On Thu, Sep 13, 2007 at 10:57:35AM +0100, Rob Oats wrote: || Despite a promising start and submission of a list of the relevant abusive ip || addresses (by myself) and followup emails they have now missed 2 self || imposed deadlines and are now not communicating at all. This means; || 1. They have no idea what they are doing. or; || 2. They are not interested in fixing the problem. || || Personal thoughts are that we find away to forward requests nowhere or with || warning forward requests to a server providing time in the 18th century or || some other arbitrary time which will get their server admins on their backs.

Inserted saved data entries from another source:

use std::collections::HashMap;
use std::sync::Arc;

use landing_i18n::Locale;
use parking_lot::Mutex;
use tracing::warn;

use crate::store::PreferenceStore;
use crate::translations::{TranslationSource, Translations};

/// Inputs describing one page load.
#[derive(Debug, Clone, Default, PartialEq, Eq)]
pub struct PageRequest {
    pub path: String,
    pub query: Option<String>,
    pub browser_locale: String,
}

impl PageRequest {
    pub fn new(path: impl Into<String>, browser_locale: impl Into<String>) -> Self {
        Self {
            path: path.into(),
            query: None,
            browser_locale: browser_locale.into(),
        }
    }

    pub fn with_query(mut self, query: impl Into<String>) -> Self {
        self.query = Some(query.into());
        self
    }
}

#[derive(Debug, Clone, PartialEq, Eq)]
enum StoredRead {
    Value(Option<String>),
    Unavailable,
}

/// State scoped to a single page load: the request, the preference as it was
/// read at load time, and the translation catalogs fetched while rendering.
#[derive(Debug)]
pub struct PageContext {
    request: PageRequest,
    stored: StoredRead,
    translations: Mutex<HashMap<Locale, Arc<Translations>>>,
}

impl PageContext {
    /// Read the stored preference once; a failing store marks the context as
    /// running without storage.
    pub fn load(request: PageRequest, store: &dyn PreferenceStore, key: &str) -> Self {
        let stored = match store.get(key) {
            Ok(value) => StoredRead::Value(value),
            Err(err) => {
                warn!(key, error = %err, "preference storage unavailable");
                StoredRead::Unavailable
            }
        };
        Self {
            request,
            stored,
            translations: Mutex::new(HashMap::new()),
        }
    }

    pub fn request(&self) -> &PageRequest {
        &self.request
    }

    pub fn path(&self) -> &str {
        &self.request.path
    }

    pub fn query(&self) -> Option<&str> {
        self.request.query.as_deref()
    }

    pub fn browser_locale(&self) -> &str {
        &self.request.browser_locale
    }

    pub fn stored_raw(&self) -> Option<&str> {
        match &self.stored {
            StoredRead::Value(value) => value.as_deref(),
            StoredRead::Unavailable => None,
        }
    }

    pub fn storage_available(&self) -> bool {
        self.stored != StoredRead::Unavailable
    }

    /// Catalog for `locale`, loaded at most once per page load.
    pub fn translations(&self, source: &TranslationSource, locale: &Locale) -> Arc<Translations> {
        let mut cache = self.translations.lock();
        Arc::clone(
            cache
                .entry(locale.clone())
                .or_insert_with(|| Arc::new(source.load(locale))),
        )
    }
}
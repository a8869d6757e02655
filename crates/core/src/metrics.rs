//! Prometheus metrics for the scoring engine and roster tooling.
//!
//! The server registers everything returned by [`all_metrics`] in its
//! registry; the statics here are updated from library code.

use once_cell::sync::Lazy;
use prometheus::{Histogram, HistogramOpts, IntCounter, IntCounterVec, Opts};

// =============================================================================
// Scoring
// =============================================================================

/// Deliveries applied by the processor, by ball tag.
pub static DELIVERIES_APPLIED: Lazy<IntCounterVec> = Lazy::new(|| {
    IntCounterVec::new(
        Opts::new(
            "scorer_deliveries_applied_total",
            "Deliveries applied to a match",
        ),
        &["event"], // "run", "wide", "no_ball", "bye", "leg_bye", "wicket"
    )
    .unwrap()
});

/// Deliveries dropped because the match state could not take them.
pub static DELIVERIES_IGNORED: Lazy<IntCounter> = Lazy::new(|| {
    IntCounter::new(
        "scorer_deliveries_ignored_total",
        "Deliveries ignored because the match was finished or its stats were incomplete",
    )
    .unwrap()
});

pub static INNINGS_COMPLETED: Lazy<IntCounter> = Lazy::new(|| {
    IntCounter::new("scorer_innings_completed_total", "Innings brought to a close").unwrap()
});

/// Innings totals at the close of each innings.
pub static INNINGS_RUNS: Lazy<Histogram> = Lazy::new(|| {
    Histogram::with_opts(
        HistogramOpts::new("scorer_innings_runs", "Runs scored per completed innings")
            .buckets(vec![25.0, 50.0, 75.0, 100.0, 150.0, 200.0, 250.0, 300.0, 400.0]),
    )
    .unwrap()
});

/// Matches finished, by how the result was reached.
pub static MATCHES_FINISHED: Lazy<IntCounterVec> = Lazy::new(|| {
    IntCounterVec::new(
        Opts::new("scorer_matches_finished_total", "Matches with a result"),
        &["result"], // "chased", "defended", "tied"
    )
    .unwrap()
});

pub static UNDO_OPERATIONS: Lazy<IntCounter> = Lazy::new(|| {
    IntCounter::new("scorer_undo_operations_total", "Scoring actions undone").unwrap()
});

// =============================================================================
// Roster
// =============================================================================

pub static ROSTER_ROWS_IMPORTED: Lazy<IntCounter> = Lazy::new(|| {
    IntCounter::new(
        "scorer_roster_rows_imported_total",
        "Player/team rows merged from roster sheets",
    )
    .unwrap()
});

// =============================================================================
// Helper functions
// =============================================================================

/// Get all core metrics for registration in a registry.
pub fn all_metrics() -> Vec<Box<dyn prometheus::core::Collector>> {
    vec![
        Box::new(DELIVERIES_APPLIED.clone()),
        Box::new(DELIVERIES_IGNORED.clone()),
        Box::new(INNINGS_COMPLETED.clone()),
        Box::new(INNINGS_RUNS.clone()),
        Box::new(MATCHES_FINISHED.clone()),
        Box::new(UNDO_OPERATIONS.clone()),
        Box::new(ROSTER_ROWS_IMPORTED.clone()),
    ]
}
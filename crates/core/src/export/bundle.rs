use serde::{Deserialize, Serialize};
use serde_json::Value;
use tracing::info;

use super::backup::{merge, RestoreSummary};
use super::ExportError;
use crate::matches::MatchStore;
use crate::roster::{Player, RosterStore, Team};
use crate::scoring::Match;

/// Fields a match document must carry to be importable.
const REQUIRED_MATCH_FIELDS: [&str; 5] = ["id", "settings", "inning1", "teamAId", "teamBId"];

/// A single match plus the players and teams needed to display it elsewhere.
#[derive(Debug, Clone, PartialEq, Serialize, Deserialize)]
#[serde(rename_all = "camelCase")]
pub struct MatchBundle {
    pub match_data: Match,
    pub players_data: Vec<Player>,
    pub teams_data: Vec<Team>,
}

/// Bundle a stored match with both squads and both teams.
pub fn export_match(
    roster: &dyn RosterStore,
    matches: &dyn MatchStore,
    match_id: &str,
) -> Result<MatchBundle, ExportError> {
    let m = matches
        .get(match_id)?
        .ok_or_else(|| ExportError::MatchNotFound(match_id.to_string()))?;

    let mut players_data = Vec::new();
    for id in m.all_players() {
        if let Some(player) = roster.get_player(id)? {
            players_data.push(player);
        }
    }
    let mut teams_data = Vec::new();
    for id in [&m.team_a_id, &m.team_b_id] {
        if let Some(team) = roster.get_team(id)? {
            teams_data.push(team);
        }
    }

    Ok(MatchBundle {
        match_data: m,
        players_data,
        teams_data,
    })
}

/// Read either an export bundle or a bare match document.
///
/// A bare match comes back with empty player and team lists.
pub fn parse_match_import(json: &str) -> Result<MatchBundle, ExportError> {
    let value: Value =
        serde_json::from_str(json).map_err(|e| ExportError::InvalidJson(e.to_string()))?;

    let is_bundle = ["matchData", "playersData", "teamsData"]
        .iter()
        .all(|key| value.get(key).is_some_and(|v| !v.is_null()));

    let (match_value, players, teams) = if is_bundle {
        (
            value["matchData"].clone(),
            value["playersData"].clone(),
            value["teamsData"].clone(),
        )
    } else {
        (value, Value::Array(Vec::new()), Value::Array(Vec::new()))
    };

    let missing: Vec<&'static str> = REQUIRED_MATCH_FIELDS
        .into_iter()
        .filter(|field| match_value.get(field).is_none_or(Value::is_null))
        .collect();
    if !missing.is_empty() {
        return Err(ExportError::MissingMatchFields(missing));
    }

    let invalid = |e: serde_json::Error| ExportError::InvalidJson(e.to_string());
    Ok(MatchBundle {
        match_data: serde_json::from_value(match_value).map_err(invalid)?,
        players_data: serde_json::from_value(players).map_err(invalid)?,
        teams_data: serde_json::from_value(teams).map_err(invalid)?,
    })
}

/// Import a match file without touching anything that already exists.
pub fn import_match(
    roster: &dyn RosterStore,
    matches: &dyn MatchStore,
    json: &str,
) -> Result<(Match, RestoreSummary), ExportError> {
    let bundle = parse_match_import(json)?;
    let summary = merge(
        roster,
        matches,
        &bundle.players_data,
        &bundle.teams_data,
        std::slice::from_ref(&bundle.match_data),
    )?;
    info!(
        match_id = %bundle.match_data.id,
        added = summary.matches_added == 1,
        players = summary.players_added,
        "Imported match file"
    );
    Ok((bundle.match_data, summary))
}

#[cfg(test)]
mod tests {
    use super::*;
    use crate::matches::SqliteMatchStore;
    use crate::roster::SqliteRosterStore;
    use crate::scoring::DeliveryEvent;
    use crate::testing::fixtures;

    fn seeded() -> (SqliteRosterStore, SqliteMatchStore, Match) {
        let roster = SqliteRosterStore::in_memory().unwrap();
        for player in fixtures::players(4) {
            roster.insert_player(&player).unwrap();
        }
        for team in fixtures::teams(4) {
            roster.insert_team(&team).unwrap();
        }
        let matches = SqliteMatchStore::in_memory().unwrap();
        let m = fixtures::bowl(
            &fixtures::started_match(2, 4),
            &[DeliveryEvent::run(4), DeliveryEvent::run(1)],
        );
        matches.create(&m).unwrap();
        (roster, matches, m)
    }

    #[test]
    fn test_export_collects_squads_and_teams() {
        let (roster, matches, m) = seeded();
        let bundle = export_match(&roster, &matches, &m.id).unwrap();
        assert_eq!(bundle.match_data, m);
        assert_eq!(bundle.players_data.len(), 8);
        assert_eq!(bundle.teams_data.len(), 2);

        let json = serde_json::to_value(&bundle).unwrap();
        assert!(json.get("matchData").is_some());
        assert!(json.get("playersData").is_some());
        assert!(json.get("teamsData").is_some());
    }

    #[test]
    fn test_export_unknown_match() {
        let (roster, matches, _) = seeded();
        assert!(matches!(
            export_match(&roster, &matches, "nope"),
            Err(ExportError::MatchNotFound(_))
        ));
    }

    #[test]
    fn test_bundle_import_into_fresh_stores() {
        let (roster, matches, m) = seeded();
        let json = serde_json::to_string(&export_match(&roster, &matches, &m.id).unwrap()).unwrap();

        let fresh_roster = SqliteRosterStore::in_memory().unwrap();
        let fresh_matches = SqliteMatchStore::in_memory().unwrap();
        let (imported, summary) = import_match(&fresh_roster, &fresh_matches, &json).unwrap();

        assert_eq!(imported, m);
        assert_eq!(summary.players_added, 8);
        assert_eq!(summary.teams_added, 2);
        assert_eq!(fresh_matches.get(&m.id).unwrap().unwrap(), m);
    }

    #[test]
    fn test_bare_match_import() {
        let m = fixtures::started_match(6, 8);
        let json = serde_json::to_string(&m).unwrap();
        let bundle = parse_match_import(&json).unwrap();
        assert_eq!(bundle.match_data, m);
        assert!(bundle.players_data.is_empty());
    }

    #[test]
    fn test_import_reports_missing_fields() {
        let json = r#"{"id": "m1", "settings": {}, "teamAId": "a"}"#;
        let err = parse_match_import(json).unwrap_err();
        match err {
            ExportError::MissingMatchFields(fields) => {
                assert_eq!(fields, vec!["inning1", "teamBId"]);
            }
            other => panic!("unexpected error: {other}"),
        }
        assert!(matches!(
            parse_match_import("{oops"),
            Err(ExportError::InvalidJson(_))
        ));
    }

    #[test]
    fn test_existing_match_is_not_overwritten() {
        let (roster, matches, m) = seeded();
        let mut changed = m.clone();
        changed.inning1.score = 99;
        let json = serde_json::to_string(&changed).unwrap();

        let (_, summary) = import_match(&roster, &matches, &json).unwrap();
        assert_eq!(summary.matches_skipped, 1);
        assert_eq!(matches.get(&m.id).unwrap().unwrap().inning1.score, 5);
    }
}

I'd suggest an offset of something like 42 minutes in the future:
* It's unusable for apointments
* You won't miss the appointment, so it's an annoyance only
* You can't ignore the day (hour) and look at the time (minute) only
* After all, it's the ultimate answer
Call it the attention offset, intended to get the attention of client
operators. Configure through the restrict statement:
restrict <abusive-range> ... attention
attention +2520 # optional offset in seconds, default +2520
If many time server operators set the same offset (suggesting the default
+2520), the cause will become easy to find on the web. Then hopefully,
end users will start complaining and/or at looking to other means of
time synchronisation.
This seems pretty easy to do. I might do it myself, if I find the time.
Ciao. Vincent.
--
Vincent Zweije <[EMAIL PROTECTED]> | "If you're flamed in a group you
<http://www.xs4all.nl/~zweije/> | don't read, does anybody get burnt?"
[Xhost should be taken out and shot] | -- Paul Tomblin on a.s.r.